-- Your task --
Starting at the line below holding "#[derive(Debug, Clone, PartialEq, Default)]" and stopping at the line holding "pub fn merge(&self, other: &StateDistribution)", print every line exactly, both ends included, and leave the rest out.

Stored entries:
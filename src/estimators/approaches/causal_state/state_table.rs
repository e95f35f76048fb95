use ndarray::Array1;
use std::collections::BTreeMap;

/// Empirical distribution over present-keys observed after one past-key,
/// together with the raw observation count backing it.
///
/// `total` is kept unnormalized: it is the state's stationary weight before
/// normalization and keeps accumulating through merges.
#[derive(Debug, Clone, PartialEq, Default)]
pub struct StateDistribution {
    /// Present-key → relative frequency. Sums to 1 for freshly discovered
    /// states; repeated merging averages distributions without re-deriving
    /// them from counts, so the sum may drift from 1 (accepted approximation).
    pub presents: BTreeMap<String, f64>,
    /// Raw number of (past, present) observations behind this state.
    pub total: u64,
}

/// Mapping from past-key to its present distribution.
///
/// Ordered map: the merge loop's first-found tie-break scans pairs in key
/// order, so identical inputs always collapse identically.
pub type StateTable = BTreeMap<String, StateDistribution>;

impl StateDistribution {
    /// L∞ distance to another distribution over the union of present-keys,
    /// treating a key as probability 0 on the side it is absent from.
    pub fn distance(&self, other: &StateDistribution) -> f64 {
        let mut difference = f64::NEG_INFINITY;
        for (present, &p) in &self.presents {
            let q = other.presents.get(present).copied().unwrap_or(0.0);
            difference = difference.max((p - q).abs());
        }
        for (present, &q) in &other.presents {
            if !self.presents.contains_key(present) {
                difference = difference.max(q);
            }
        }
        difference
    }

    /// Merge two distributions: per-key mean of the probabilities (a key on
    /// one side only contributes half its value), totals summed unhalved.
    pub fn merge(&self, other: &StateDistribution) -> StateDistribution {
        let mut presents = BTreeMap::new();
        for (present, &p) in &self.presents {
            let q = other.presents.get(present).copied().unwrap_or(0.0);
            presents.insert(present.clone(), (p + q) / 2.0);
        }
        for (present, &q) in &other.presents {
            if !self.presents.contains_key(present) {
                presents.insert(present.clone(), q / 2.0);
            }
        }
        StateDistribution {
            presents,
            total: self.total + other.total,
        }
    }
}

/// Build the canonical key for the merge of two past-keys.
///
/// Both keys are split into `dl`-length chunks; all chunks are sorted
/// lexicographically and concatenated. The result is independent of merge
/// order, so identical merged states reached along different merge paths end
/// up under the same key string.
pub fn merged_key(past1: &str, past2: &str, dl: usize) -> String {
    let combined = format!("{past1}{past2}");
    let mut chunks: Vec<&str> = (0..combined.len() / dl)
        .map(|i| &combined[i * dl..(i + 1) * dl])
        .collect();
    chunks.sort_unstable();
    chunks.concat()
}

/// Stationary probability vector of a state table: each state's `total`
/// normalized by the grand total. Sums to 1 for non-empty tables.
pub fn stationary_distribution(table: &StateTable) -> Array1<f64> {
    let grand_total: u64 = table.values().map(|dist| dist.total).sum();
    if grand_total == 0 {
        return Array1::zeros(table.len());
    }
    let grand_total = grand_total as f64;
    table
        .values()
        .map(|dist| dist.total as f64 / grand_total)
        .collect()
}

/// Shannon entropy (bits) of a probability vector: `-Σ p·log2(p)`, with
/// zero-probability entries contributing 0 rather than NaN.
pub fn complexity_from_probs(probs: &Array1<f64>) -> f64 {
    let mut complexity = 0.0;
    for &p in probs.iter() {
        if p > 0.0 {
            complexity -= p * p.log2();
        }
    }
    complexity
}
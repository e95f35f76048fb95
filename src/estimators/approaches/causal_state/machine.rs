use ndarray::Array1;

use crate::estimators::approaches::causal_state::collapse::collapse_states;
use crate::estimators::approaches::causal_state::discovery::{find_states, Windowing};
use crate::estimators::approaches::causal_state::state_table::{
    complexity_from_probs, stationary_distribution, StateDistribution, StateTable,
};
use crate::estimators::error::ComplexityError;
use crate::estimators::traits::GlobalValue;

/// Statistical (causal-state) complexity estimator for a symbol string.
///
/// Construction runs state discovery and sigma-tolerance collapse; the global
/// value is the Shannon entropy (bits) of the stationary distribution over the
/// collapsed causal states. Both the raw and the collapsed tables are kept for
/// diagnostics and for downstream bidirectional combination.
pub struct CausalStateComplexity {
    raw: StateTable,
    collapsed: StateTable,
}

impl CausalStateComplexity {
    /// Run the full forward pipeline on a symbol string.
    pub fn new(
        symbols: &str,
        dl: usize,
        sigma: f64,
        windowing: Windowing,
    ) -> Result<Self, ComplexityError> {
        let raw = find_states(symbols, dl, windowing)?;
        let collapsed = collapse_states(raw.clone(), dl, sigma)?;
        Ok(Self { raw, collapsed })
    }

    /// Wrap a precomputed state table. No further collapsing is applied; the
    /// table stands as both the raw and the collapsed form.
    pub fn from_table(table: StateTable) -> Self {
        Self {
            raw: table.clone(),
            collapsed: table,
        }
    }

    /// Build one estimator per symbol string, for batch runs over segmented
    /// recordings.
    pub fn from_rows<S: AsRef<str>>(
        rows: &[S],
        dl: usize,
        sigma: f64,
        windowing: Windowing,
    ) -> Result<Vec<Self>, ComplexityError> {
        rows.iter()
            .map(|row| Self::new(row.as_ref(), dl, sigma, windowing))
            .collect()
    }

    /// The collapsed causal-state table.
    pub fn causal_states(&self) -> &StateTable {
        &self.collapsed
    }

    /// The pre-collapse table from state discovery.
    pub fn raw_states(&self) -> &StateTable {
        &self.raw
    }

    /// Stationary probability vector over the collapsed states.
    pub fn stationary_probs(&self) -> Array1<f64> {
        stationary_distribution(&self.collapsed)
    }
}

impl GlobalValue for CausalStateComplexity {
    /// Shannon entropy of the stationary distribution over causal states.
    /// 0 exactly when a single state remains.
    fn global_value(&self) -> f64 {
        complexity_from_probs(&self.stationary_probs())
    }
}

/// Diagnostic state counts for a bidirectional run, collapsed and raw, for
/// the forward, reverse and combined machines. The combined table has no
/// separate raw form, so its raw count equals its collapsed count.
#[derive(Debug, Clone, Copy, PartialEq, Eq)]
pub struct StateCounts {
    pub forward: usize,
    pub reverse: usize,
    pub combined: usize,
    pub forward_raw: usize,
    pub reverse_raw: usize,
    pub combined_raw: usize,
}

/// Forward, reverse and bidirectional complexity of one symbol string.
///
/// The reverse machine is the forward pipeline run on the reversed string.
/// The two collapsed tables are then combined by exact key equality: shared
/// keys keep only their summed stationary mass (the present distributions are
/// deliberately discarded — the bidirectional entropy needs only marginal
/// state probabilities), one-sided keys carry through unchanged, and no
/// further sigma collapse is applied.
pub struct BidirectionalComplexity {
    forward: CausalStateComplexity,
    reverse: CausalStateComplexity,
    combined: CausalStateComplexity,
}

impl BidirectionalComplexity {
    pub fn new(
        symbols: &str,
        dl: usize,
        sigma: f64,
        windowing: Windowing,
    ) -> Result<Self, ComplexityError> {
        let forward = CausalStateComplexity::new(symbols, dl, sigma, windowing)?;
        let reversed: String = symbols.chars().rev().collect();
        let reverse = CausalStateComplexity::new(&reversed, dl, sigma, windowing)?;
        let combined = CausalStateComplexity::from_table(combine_by_key(
            forward.causal_states(),
            reverse.causal_states(),
        ));
        Ok(Self {
            forward,
            reverse,
            combined,
        })
    }

    /// One bidirectional estimator per symbol string.
    pub fn from_rows<S: AsRef<str>>(
        rows: &[S],
        dl: usize,
        sigma: f64,
        windowing: Windowing,
    ) -> Result<Vec<Self>, ComplexityError> {
        rows.iter()
            .map(|row| Self::new(row.as_ref(), dl, sigma, windowing))
            .collect()
    }

    pub fn forward_value(&self) -> f64 {
        self.forward.global_value()
    }

    pub fn reverse_value(&self) -> f64 {
        self.reverse.global_value()
    }

    /// (forward, reverse, bidirectional) complexity values.
    pub fn values(&self) -> (f64, f64, f64) {
        (
            self.forward_value(),
            self.reverse_value(),
            self.global_value(),
        )
    }

    pub fn combined_states(&self) -> &StateTable {
        self.combined.causal_states()
    }

    pub fn state_counts(&self) -> StateCounts {
        StateCounts {
            forward: self.forward.causal_states().len(),
            reverse: self.reverse.causal_states().len(),
            combined: self.combined.causal_states().len(),
            forward_raw: self.forward.raw_states().len(),
            reverse_raw: self.reverse.raw_states().len(),
            combined_raw: self.combined.raw_states().len(),
        }
    }
}

impl GlobalValue for BidirectionalComplexity {
    /// The bidirectional complexity: entropy of the stationary distribution
    /// over the combined forward/reverse state table.
    fn global_value(&self) -> f64 {
        self.combined.global_value()
    }
}

/// Merge two collapsed tables by exact past-key equality. Keys present on
/// both sides become total-only entries with summed mass; the rest carry
/// through unchanged. Merged keys are already canonical (chunk-sorted), so
/// string equality is the right match.
fn combine_by_key(forward: &StateTable, reverse: &StateTable) -> StateTable {
    let mut combined = StateTable::new();
    for (key, dist) in forward {
        match reverse.get(key) {
            Some(other) => {
                combined.insert(
                    key.clone(),
                    StateDistribution {
                        presents: Default::default(),
                        total: dist.total + other.total,
                    },
                );
            }
            None => {
                combined.insert(key.clone(), dist.clone());
            }
        }
    }
    for (key, dist) in reverse {
        if !combined.contains_key(key) {
            combined.insert(key.clone(), dist.clone());
        }
    }
    combined
}
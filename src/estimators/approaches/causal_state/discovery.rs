use std::collections::BTreeMap;
use std::str::FromStr;

use crate::estimators::approaches::causal_state::state_table::{StateDistribution, StateTable};
use crate::estimators::error::ComplexityError;

/// How past/present pairs are extracted from the symbol sequence.
#[derive(Debug, Clone, Copy, PartialEq, Eq)]
pub enum Windowing {
    /// Advance by one symbol per step; present is the past shifted by one.
    Overlapping,
    /// Advance by `dl` symbols per step; present is the next `dl`-block.
    NonOverlapping,
}

impl FromStr for Windowing {
    type Err = ComplexityError;

    fn from_str(s: &str) -> Result<Self, Self::Err> {
        match s {
            "overlapping" => Ok(Windowing::Overlapping),
            "nonoverlapping" => Ok(Windowing::NonOverlapping),
            other => Err(ComplexityError::InvalidParameter(format!(
                "unknown windowing '{other}', expected 'overlapping' or 'nonoverlapping'"
            ))),
        }
    }
}

/// Scan a symbol string into a raw state table: for every observed
/// `(past, present)` pair of `dl`-length substrings, count the present under
/// its past, then normalize each past's counts into relative frequencies.
///
/// The main loop stops once the next extraction would run past the end of the
/// string; one trailing pair the stride would otherwise skip is captured iff
/// the remaining length still fits a full pair. An incomplete tail is dropped
/// silently, which is the intended truncation policy rather than an error.
pub fn find_states(
    symbols: &str,
    dl: usize,
    windowing: Windowing,
) -> Result<StateTable, ComplexityError> {
    if dl == 0 {
        return Err(ComplexityError::InvalidParameter(
            "memory length dl must be positive".to_string(),
        ));
    }
    if !symbols.is_ascii() {
        return Err(ComplexityError::InvalidInputType(
            "symbol string must be ASCII".to_string(),
        ));
    }

    let len = symbols.len();
    let mut counts: BTreeMap<&str, (BTreeMap<&str, u64>, u64)> = BTreeMap::new();
    let mut observe = |i: usize| {
        let (past, present) = match windowing {
            Windowing::NonOverlapping => (&symbols[i..i + dl], &symbols[i + dl..i + 2 * dl]),
            Windowing::Overlapping => (&symbols[i..i + dl], &symbols[i + 1..i + 1 + dl]),
        };
        let entry = counts.entry(past).or_default();
        *entry.0.entry(present).or_insert(0) += 1;
        entry.1 += 1;
    };

    let mut i = 0;
    let (stride, pair_len) = match windowing {
        Windowing::NonOverlapping => (dl, 2 * dl),
        Windowing::Overlapping => (1, dl + 1),
    };
    while i + pair_len < len {
        observe(i);
        i += stride;
    }
    // Trailing pair left behind by the stride, if a full one remains.
    if i + pair_len == len {
        observe(i);
    }

    let mut table = StateTable::new();
    for (past, (presents, total)) in counts {
        let presents = presents
            .into_iter()
            .map(|(present, count)| (present.to_string(), count as f64 / total as f64))
            .collect();
        table.insert(past.to_string(), StateDistribution { presents, total });
    }
    Ok(table)
}
//! Encrypted frequency header.
//!
//! # Header Format
//!
//! ```text
//! +----------------------+
//! | entry count N (32)   |  distinct bytes, sentinel excluded
//! +----------------------+
//! | symbol (8)           |  \
//! +----------------------+   } repeated N times, ascending byte order
//! | frequency (32)       |  /
//! +----------------------+
//! ```
//!
//! Every field is big-endian and MSB-first. Every header bit is XORed
//! with the password stream, which starts fresh for each header pass.
//! The sentinel's count is never written; the reader re-inserts it.
//!
//! A wrong password cannot be detected here. It either trips one of the
//! plausibility checks below or produces a garbage table.

use tracing::{debug, trace};

use crate::bitio::{BitSink, BitSource};
use crate::error::{HeaderError, Result};
use crate::frequency::FrequencyTable;
use crate::password::PasswordStream;

pub const COUNT_BITS: usize = 32;
pub const SYMBOL_BITS: usize = 8;
pub const FREQUENCY_BITS: usize = 32;

/// At most one entry per byte value.
const MAX_ENTRIES: u32 = 256;

/// Size of the header for `table`, in bits.
pub fn header_bit_len(table: &FrequencyTable) -> u64 {
    (COUNT_BITS + table.distinct_bytes() * (SYMBOL_BITS + FREQUENCY_BITS)) as u64
}

/// Write `table` to `sink`, obfuscated with `password`.
pub fn write_encrypted_header<S>(sink: &mut S, table: &FrequencyTable, password: &str) -> Result<()>
where
    S: BitSink + ?Sized,
{
    let mut stream = PasswordStream::new(password);
    let count = table.distinct_bytes() as u32;

    write_field(sink, &mut stream, count, COUNT_BITS)?;
    for (byte, frequency) in table.byte_entries() {
        trace!(byte, frequency, "header entry");
        write_field(sink, &mut stream, byte as u32, SYMBOL_BITS)?;
        write_field(sink, &mut stream, frequency, FREQUENCY_BITS)?;
    }

    debug!(entries = count, bits = header_bit_len(table), "wrote encrypted header");
    Ok(())
}

/// Read a header written by `write_encrypted_header` with the same password.
///
/// # Errors
/// - `HeaderError::Truncated` if the source ends inside a field
/// - `HeaderError::EntryCountOutOfRange`, `DuplicateSymbol` or
///   `ZeroFrequency` if the decrypted contents cannot describe a real table
pub fn read_encrypted_header<S>(source: &mut S, password: &str) -> Result<FrequencyTable>
where
    S: BitSource + ?Sized,
{
    let mut stream = PasswordStream::new(password);
    let mut table = FrequencyTable::new();

    let count = read_field(source, &mut stream, COUNT_BITS, "entry count")?;
    if count > MAX_ENTRIES {
        return Err(HeaderError::EntryCountOutOfRange { count }.into());
    }

    for _ in 0..count {
        let symbol = read_field(source, &mut stream, SYMBOL_BITS, "entry symbol")? as u8;
        let frequency = read_field(source, &mut stream, FREQUENCY_BITS, "entry frequency")?;
        trace!(byte = symbol, frequency, "header entry");

        if frequency == 0 {
            return Err(HeaderError::ZeroFrequency { symbol }.into());
        }
        if table.get(symbol.into()).is_some() {
            return Err(HeaderError::DuplicateSymbol { symbol }.into());
        }
        table.insert(symbol, frequency);
    }

    debug!(entries = count, "read encrypted header");
    Ok(table)
}

fn write_field<S>(sink: &mut S, stream: &mut PasswordStream, value: u32, width: usize) -> Result<()>
where
    S: BitSink + ?Sized,
{
    for shift in (0..width).rev() {
        let bit = (value >> shift) & 1 == 1;
        sink.write_bit(stream.next_bit(bit))?;
    }
    Ok(())
}

fn read_field<S>(
    source: &mut S,
    stream: &mut PasswordStream,
    width: usize,
    field: &'static str,
) -> Result<u32>
where
    S: BitSource + ?Sized,
{
    let mut value = 0u32;
    for _ in 0..width {
        let bit = match source.read_bit() {
            Ok(bit) => bit,
            Err(e) if e.is_unexpected_eof() => return Err(HeaderError::Truncated { field }.into()),
            Err(e) => return Err(e),
        };
        value = (value << 1) | stream.next_bit(bit) as u32;
    }
    Ok(value)
}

-- Task output --
#[derive(Debug, Clone, PartialEq, Default)]
pub struct StateDistribution {
    /// Present-key → relative frequency. Sums to 1 for freshly discovered
    /// states; repeated merging averages distributions without re-deriving
    /// them from counts, so the sum may drift from 1 (accepted approximation).
    pub presents: BTreeMap<String, f64>,
    /// Raw number of (past, present) observations behind this state.
    pub total: u64,
}

/// Mapping from past-key to its present distribution.
///
/// Ordered map: the merge loop's first-found tie-break scans pairs in key
/// order, so identical inputs always collapse identically.
pub type StateTable = BTreeMap<String, StateDistribution>;

impl StateDistribution {
    /// L∞ distance to another distribution over the union of present-keys,
    /// treating a key as probability 0 on the side it is absent from.
    pub fn distance(&self, other: &StateDistribution) -> f64 {
        let mut difference = f64::NEG_INFINITY;
        for (present, &p) in &self.presents {
            let q = other.presents.get(present).copied().unwrap_or(0.0);
            difference = difference.max((p - q).abs());
        }
        for (present, &q) in &other.presents {
            if !self.presents.contains_key(present) {
                difference = difference.max(q);
            }
        }
        difference
    }

    /// Merge two distributions: per-key mean of the probabilities (a key on
    /// one side only contributes half its value), totals summed unhalved.
    pub fn merge(&self, other: &StateDistribution) -> StateDistribution {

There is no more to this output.